Between March 2021 and May 2023, at the Azienda Ospedaliero Universitaria Careggi, University of Florence, 55 patients with BRCA 1/2 mutations or early breast cancer underwent conservative mastectomy with immediate pre-pectoral reconstruction using TE covered with ADM, followed by a second surgery with replacement of the expander with definitive prosthesis. Demographic, oncological, and histological data along with surgical complications were recorded.

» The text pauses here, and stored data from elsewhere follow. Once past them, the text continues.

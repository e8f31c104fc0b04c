// Orchestrator Module
//
// Time control shared by every component that waits, polls or rate limits.

/// Clock abstractions for deterministic time control in tests
pub mod clock;

pub use clock::{Clock, PausedClock, SystemClock};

A total of 64 conservative mastectomies were performed. In 2 patients (3.1%) complications were found that required reintervention and, in both cases, the TE had to be removed. Two patients developed hematoma and one patient developed seroma. Two patients showed wound dehiscence, both healed after conservative treatment and without implant exposure. No case of necrosis of the skin or nipple-areola complex has been observed, neither of capsular contracture. Capsule formed around TE was populated with cells and blood vessels and showed a thin area of synovial metaplasia.

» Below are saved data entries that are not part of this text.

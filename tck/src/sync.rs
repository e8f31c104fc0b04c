//! Chain tip convergence between nodes.
//!
//! Two nodes are synced when they report the same height and the same
//! block hash at that height. The waiters here poll until that holds and
//! never treat a mismatch as an error: only request failures and the
//! deadline end a wait early.

use std::sync::Arc;

use log::{debug, info, log_enabled, warn, Level};
use thiserror::Error;
use tokio::time::{sleep, Duration, Instant};

use crate::node::{NodeHandle, NodeId};
use crate::rpc::RpcError;

pub const SYNC_POLL_INTERVAL: Duration = Duration::from_millis(100);
pub const DEFAULT_SYNC_TIMEOUT: Duration = Duration::from_secs(30);

/// Agreement between two nodes at one instant.
#[derive(Debug, Clone, PartialEq, Eq)]
pub enum SyncState {
    Synced { height: u64, hash: String },
    HeightMismatch { a: u64, b: u64 },
    HashMismatch { height: u64, a: String, b: String },
}

impl SyncState {
    pub fn is_synced(&self) -> bool {
        matches!(self, SyncState::Synced { .. })
    }
}

#[derive(Debug, Error)]
pub enum SyncError {
    #[error("Failed to query {}: {}", node, source)]
    Rpc { node: NodeId, source: RpcError },
    #[error("Timeout waiting for {} and {} to sync after {:?}, last state {:?}", a, b, timeout, last)]
    Timeout {
        a: NodeId,
        b: NodeId,
        timeout: Duration,
        last: SyncState,
    },
}

fn rpc_error(node: &NodeHandle) -> impl FnOnce(RpcError) -> SyncError + '_ {
    move |source| SyncError::Rpc {
        node: node.id().clone(),
        source,
    }
}

/// Compare heights, then the block hashes at the shared height.
pub async fn get_sync_state(a: &NodeHandle, b: &NodeHandle) -> Result<SyncState, SyncError> {
    let height_a = a.rpc().get_block_count().await.map_err(rpc_error(a))?;
    let height_b = b.rpc().get_block_count().await.map_err(rpc_error(b))?;
    if height_a != height_b {
        return Ok(SyncState::HeightMismatch {
            a: height_a,
            b: height_b,
        });
    }

    let hash_a = a.rpc().get_block_hash(height_a).await.map_err(rpc_error(a))?;
    let hash_b = b.rpc().get_block_hash(height_b).await.map_err(rpc_error(b))?;
    if hash_a == hash_b {
        Ok(SyncState::Synced {
            height: height_a,
            hash: hash_a,
        })
    } else {
        Ok(SyncState::HashMismatch {
            height: height_a,
            a: hash_a,
            b: hash_b,
        })
    }
}

/// Poll every 100ms until `a` and `b` agree on their tip.
///
/// Nodes that are not connected in either direction are still waited on,
/// they may be linked through other nodes, but a warning is logged since
/// the wait is likely to time out.
pub async fn sync(a: &NodeHandle, b: &NodeHandle, timeout: Duration) -> Result<u64, SyncError> {
    if !a.is_connected(b, true) {
        warn!(
            "Syncing {} and {} which are not directly connected",
            a.id(),
            b.id()
        );
    }

    let deadline = Instant::now() + timeout;
    loop {
        let state = get_sync_state(a, b).await?;
        if let SyncState::Synced { height, .. } = state {
            if log_enabled!(Level::Debug) {
                debug!("{} and {} synced at height {}", a.id(), b.id(), height);
            }
            return Ok(height);
        }

        if Instant::now() >= deadline {
            return Err(SyncError::Timeout {
                a: a.id().clone(),
                b: b.id().clone(),
                timeout,
                last: state,
            });
        }
        sleep(SYNC_POLL_INTERVAL).await;
    }
}

/// Sync every adjacent pair of `nodes`, in order. Each pair gets the full
/// `timeout`.
pub async fn sync_all(nodes: &[Arc<NodeHandle>], timeout: Duration) -> Result<(), SyncError> {
    for pair in nodes.windows(2) {
        sync(&pair[0], &pair[1], timeout).await?;
    }
    if log_enabled!(Level::Info) && nodes.len() > 1 {
        info!("{} nodes synced", nodes.len());
    }
    Ok(())
}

In selected cases it may be more cautious to perform a two-stage breast reconstruction after radical breast surgery by means of TEs. The placement of TEs in pre-pectoral position combines the excellent aesthetic and functional results of the pre-pectoral philosophy with a quite safer and more prudent two-step approach. Our experience reports optimistic results: the ADM covering the TE is seen successfully integrating during tissue expansion and becoming a vascularised new self-tissue. Complications rates are low and such ADM-assisted two-stage pre-pectoral reconstructive technique is a safe, practical, and reproducible method.
在保乳根治术、保留皮肤和乳头的乳房切除术以及皮肤缩减乳房切除术后可采用的重建方法,提供了多种安全的方式来恢复乳房的自然形态和美观。在两阶段乳房重建的情况下,组织扩张器(TE)通常放置在胸大肌下位置。这项回顾性队列研究的目的是评估在脱细胞真皮基质(ADM)覆盖下将TE置于胸大肌前位置进行两阶段重建的可行性和安全性。
2021年3月至2023年5月期间,在佛罗伦萨大学卡雷吉大学医院,55例携带BRCA 1/2突变或早期乳腺癌患者接受了保乳根治术,并立即采用ADM覆盖的TE进行胸大肌前重建,随后进行第二次手术,用永久性假体替换扩张器。记录人口统计学、肿瘤学和组织学数据以及手术并发症。
共进行了64例保乳根治术。2例患者(3.1%)出现需要再次干预的并发症,在这两种情况下,都不得不取出TE。2例患者出现血肿,1例患者出现血清肿。2例患者出现伤口裂开,经保守治疗后均愈合,且未发生植入物暴露。未观察到皮肤或乳头乳晕复合体坏死的病例,也未发生包膜挛缩。TE周围形成的包膜有细胞和血管,并有一小片滑膜化生区域。
在某些特定情况下,通过TE进行乳腺癌根治术后的两阶段乳房重建可能更为谨慎。将TE置于胸大肌前位置,将胸大肌前理念的出色美学和功能效果与更为安全和谨慎的两阶段方法相结合。我们的经验报告了乐观的结果:覆盖TE的ADM在组织扩张过程中成功整合,并成为血管化的新自体组织。并发症发生率低且这种ADM辅助的两阶段胸大肌前重建技术是一种安全、实用且可重复的方法。